Как будто бы это легко, как будто бы это может случиться в природе. И ты в познании сердца челов<еческого> из Шекспира попал в Коцебу. Но ты, верно, этот упрек сделал уже себе, как только взошли тебе на ум наши отношения друг к другу. Целую тебя и довольно.
Благодарю за известие об Лизе. Я не имел в том сомнения, чтобы она не становилась лучше, но всё <же> нельзя, чтобы я был совершенно спокоен насчет <ее>. Есть еще в характере ее некоторая легкость и что<-то> такое, но жизнь богата испытаниями, которые благотворно освежают и укрепляют, укрепят и ее. В ней недостаток именно того, что есть у сестры ее. Если б и это у ней было, тогда бы я просто закрыл глаза покойно. Анетой я доволен совершенно, и каждое письмо ее делает меня еще довольнее. Как поняла она свое положение! Уже в последний день, который она провела со мною, я прочитал в лице ее решительность и силу и видел в жадности, с какой она меня слушала, что уже с моей стороны сделано всё. Начать с того, что она прежде всего выздоровела совершенно, сделалась резва, жива и бегает так, что ее трудно удержать. Увидела вдруг, в чем она может быть нужна матери и что делает нехорошо. Наконец самое главное — умела выйти из круга того, который окружает их, и составить себе круг знакомых мимо этой коры, сквозь которую редкая из женщин продирается. Письма ее наполнены благодарностью ко мне и дышат нежностью. Словом, я покоен как нельзя более за нее. А Лиза, Лиза может сделаться еще лучше, чем теперь, благодаря обществу, которое ее теперь окружает. Вы, Аксаковы, Раевские — тут, кроме хорошего, натурально ей ничего нельзя занять. Лиза — золото, если попадется в хорошие руки. Если же в дурные или такие, которых превосходства над собою она не почувствует, то Лизы в несколько дней нельзя будет узнать. Вот почему я подумать не могу без страха, если б ей, не дай бог, случилось жить с матерью и сестрами и еще в такой деревне и круге. Но об этом доволь<но>, всё слава богу, идет с этой стороны очень хорошо.

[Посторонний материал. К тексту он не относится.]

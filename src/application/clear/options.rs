//! Clear options

use crate::domain::services::DEFAULT_BATCH_SIZE;
use crate::error::{GridClearError, GridClearResult};

/// Options for the clear command
#[derive(Debug, Clone, PartialEq, Eq)]
pub struct ClearOptions {
    /// Keys per bulk-remove call for string-keyed regions
    pub batch_size: usize,
    /// Count entries but remove nothing
    pub dry_run: bool,
}

impl Default for ClearOptions {
    fn default() -> Self {
        Self {
            batch_size: DEFAULT_BATCH_SIZE,
            dry_run: false,
        }
    }
}

impl ClearOptions {
    /// Create new clear options
    pub fn new() -> Self {
        Self::default()
    }

    /// Set batch size
    pub fn with_batch_size(mut self, batch_size: usize) -> Self {
        self.batch_size = batch_size;
        self
    }

    /// Set dry run
    pub fn with_dry_run(mut self, dry_run: bool) -> Self {
        self.dry_run = dry_run;
        self
    }

    pub fn validate(&self) -> GridClearResult<()> {
        if self.batch_size == 0 {
            return Err(GridClearError::InvalidBatchSize(self.batch_size));
        }
        Ok(())
    }
}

Рад очень твоему счастию, т. е. редким находкам, сделанным тобою. Одною из них ты потчеваешь меня, как такою, которая ближе всего лежит ко мне, но таким образом, как один раз журавль позвал к себе кума, кажется, волка, на обед и велел блюда подавать в сосудах с такими узкими горлами, куда только один журавлий нос мог просунуться, и кум только нюхал, да помахивал хвостом, браня свою толстую морду. Хоть бы какими-нибудь пахучими выписками из нее попользоваться, т. е. где пахнет более старина и обряд старинных времен. Еще более я рад свежести сил твоих, здоровью и наслаждению, посещающему тебя в благих трудах. Счастливец. Да продлит бог до 90-летнего твоего возраста это душевное состояние.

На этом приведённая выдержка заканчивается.